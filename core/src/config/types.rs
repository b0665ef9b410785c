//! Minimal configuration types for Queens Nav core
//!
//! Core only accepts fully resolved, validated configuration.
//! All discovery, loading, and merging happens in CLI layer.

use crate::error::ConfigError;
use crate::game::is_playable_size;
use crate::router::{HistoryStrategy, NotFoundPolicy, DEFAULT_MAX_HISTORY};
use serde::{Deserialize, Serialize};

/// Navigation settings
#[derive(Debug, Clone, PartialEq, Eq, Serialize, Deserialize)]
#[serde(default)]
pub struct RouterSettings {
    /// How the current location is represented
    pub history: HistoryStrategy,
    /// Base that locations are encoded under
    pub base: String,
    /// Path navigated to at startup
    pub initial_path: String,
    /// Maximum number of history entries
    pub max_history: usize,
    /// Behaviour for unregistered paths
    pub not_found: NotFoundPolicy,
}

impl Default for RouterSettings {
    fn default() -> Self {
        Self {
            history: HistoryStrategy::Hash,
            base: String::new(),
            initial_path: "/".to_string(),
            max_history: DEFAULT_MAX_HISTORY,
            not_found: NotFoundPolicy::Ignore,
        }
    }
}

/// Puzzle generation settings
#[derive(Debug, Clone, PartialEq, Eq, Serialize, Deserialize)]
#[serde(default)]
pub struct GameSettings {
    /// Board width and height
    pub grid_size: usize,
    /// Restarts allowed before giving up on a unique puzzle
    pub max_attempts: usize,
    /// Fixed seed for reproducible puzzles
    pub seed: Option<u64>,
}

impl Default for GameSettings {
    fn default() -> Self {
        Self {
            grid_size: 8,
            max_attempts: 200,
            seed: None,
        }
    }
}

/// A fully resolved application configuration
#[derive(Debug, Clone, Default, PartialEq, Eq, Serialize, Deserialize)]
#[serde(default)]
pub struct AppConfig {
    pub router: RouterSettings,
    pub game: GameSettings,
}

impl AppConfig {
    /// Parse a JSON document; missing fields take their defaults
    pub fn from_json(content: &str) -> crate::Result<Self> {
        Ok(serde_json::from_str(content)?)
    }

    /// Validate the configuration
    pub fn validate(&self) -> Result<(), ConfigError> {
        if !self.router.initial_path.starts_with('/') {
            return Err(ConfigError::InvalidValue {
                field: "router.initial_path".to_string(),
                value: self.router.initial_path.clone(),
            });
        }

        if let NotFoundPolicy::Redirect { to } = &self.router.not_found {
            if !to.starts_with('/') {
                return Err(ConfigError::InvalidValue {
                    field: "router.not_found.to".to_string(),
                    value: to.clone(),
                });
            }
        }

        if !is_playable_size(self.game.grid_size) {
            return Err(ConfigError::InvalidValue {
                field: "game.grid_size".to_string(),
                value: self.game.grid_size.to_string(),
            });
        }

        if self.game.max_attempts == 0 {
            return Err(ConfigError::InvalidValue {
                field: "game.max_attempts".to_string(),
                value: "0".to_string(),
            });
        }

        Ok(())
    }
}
==
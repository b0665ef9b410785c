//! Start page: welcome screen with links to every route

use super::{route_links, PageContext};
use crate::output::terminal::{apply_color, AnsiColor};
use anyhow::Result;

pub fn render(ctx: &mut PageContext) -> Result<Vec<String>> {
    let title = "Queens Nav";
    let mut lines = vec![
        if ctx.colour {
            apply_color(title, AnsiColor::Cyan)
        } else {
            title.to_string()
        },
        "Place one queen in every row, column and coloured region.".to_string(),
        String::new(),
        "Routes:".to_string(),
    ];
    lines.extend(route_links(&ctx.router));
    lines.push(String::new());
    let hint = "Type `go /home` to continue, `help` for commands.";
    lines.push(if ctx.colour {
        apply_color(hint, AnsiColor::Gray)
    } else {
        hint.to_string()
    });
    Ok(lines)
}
* * *
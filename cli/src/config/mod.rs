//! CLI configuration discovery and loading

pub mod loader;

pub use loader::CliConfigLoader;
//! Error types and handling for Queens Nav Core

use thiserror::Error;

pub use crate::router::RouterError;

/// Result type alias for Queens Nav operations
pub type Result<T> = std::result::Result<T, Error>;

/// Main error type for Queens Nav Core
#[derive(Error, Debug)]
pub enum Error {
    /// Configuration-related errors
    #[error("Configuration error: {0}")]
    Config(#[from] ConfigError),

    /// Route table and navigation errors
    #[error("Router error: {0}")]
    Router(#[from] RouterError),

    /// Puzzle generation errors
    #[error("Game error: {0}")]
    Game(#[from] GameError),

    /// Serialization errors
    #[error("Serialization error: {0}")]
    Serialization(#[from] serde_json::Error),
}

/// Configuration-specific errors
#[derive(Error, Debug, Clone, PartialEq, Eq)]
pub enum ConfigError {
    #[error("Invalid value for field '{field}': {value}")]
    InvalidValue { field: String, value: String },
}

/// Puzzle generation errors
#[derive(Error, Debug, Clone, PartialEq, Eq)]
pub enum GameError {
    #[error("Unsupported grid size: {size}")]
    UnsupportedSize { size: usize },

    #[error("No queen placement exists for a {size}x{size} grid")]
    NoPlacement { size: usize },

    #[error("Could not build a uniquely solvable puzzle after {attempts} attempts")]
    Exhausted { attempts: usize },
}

## [REQUIRED WORK]
Of the entries above, repeat exactly the lines from the line with "use crate::game::is_playable_size;" through the line with "take their defaults", both of them included.

## [THE COMPLETED TASK]
use crate::game::is_playable_size;
use crate::router::{HistoryStrategy, NotFoundPolicy, DEFAULT_MAX_HISTORY};
use serde::{Deserialize, Serialize};

/// Navigation settings
#[derive(Debug, Clone, PartialEq, Eq, Serialize, Deserialize)]
#[serde(default)]
pub struct RouterSettings {
    /// How the current location is represented
    pub history: HistoryStrategy,
    /// Base that locations are encoded under
    pub base: String,
    /// Path navigated to at startup
    pub initial_path: String,
    /// Maximum number of history entries
    pub max_history: usize,
    /// Behaviour for unregistered paths
    pub not_found: NotFoundPolicy,
}

impl Default for RouterSettings {
    fn default() -> Self {
        Self {
            history: HistoryStrategy::Hash,
            base: String::new(),
            initial_path: "/".to_string(),
            max_history: DEFAULT_MAX_HISTORY,
            not_found: NotFoundPolicy::Ignore,
        }
    }
}

/// Puzzle generation settings
#[derive(Debug, Clone, PartialEq, Eq, Serialize, Deserialize)]
#[serde(default)]
pub struct GameSettings {
    /// Board width and height
    pub grid_size: usize,
    /// Restarts allowed before giving up on a unique puzzle
    pub max_attempts: usize,
    /// Fixed seed for reproducible puzzles
    pub seed: Option<u64>,
}

impl Default for GameSettings {
    fn default() -> Self {
        Self {
            grid_size: 8,
            max_attempts: 200,
            seed: None,
        }
    }
}

/// A fully resolved application configuration
#[derive(Debug, Clone, Default, PartialEq, Eq, Serialize, Deserialize)]
#[serde(default)]
pub struct AppConfig {
    pub router: RouterSettings,
    pub game: GameSettings,
}

impl AppConfig {
    /// Parse a JSON document; missing fields take their defaults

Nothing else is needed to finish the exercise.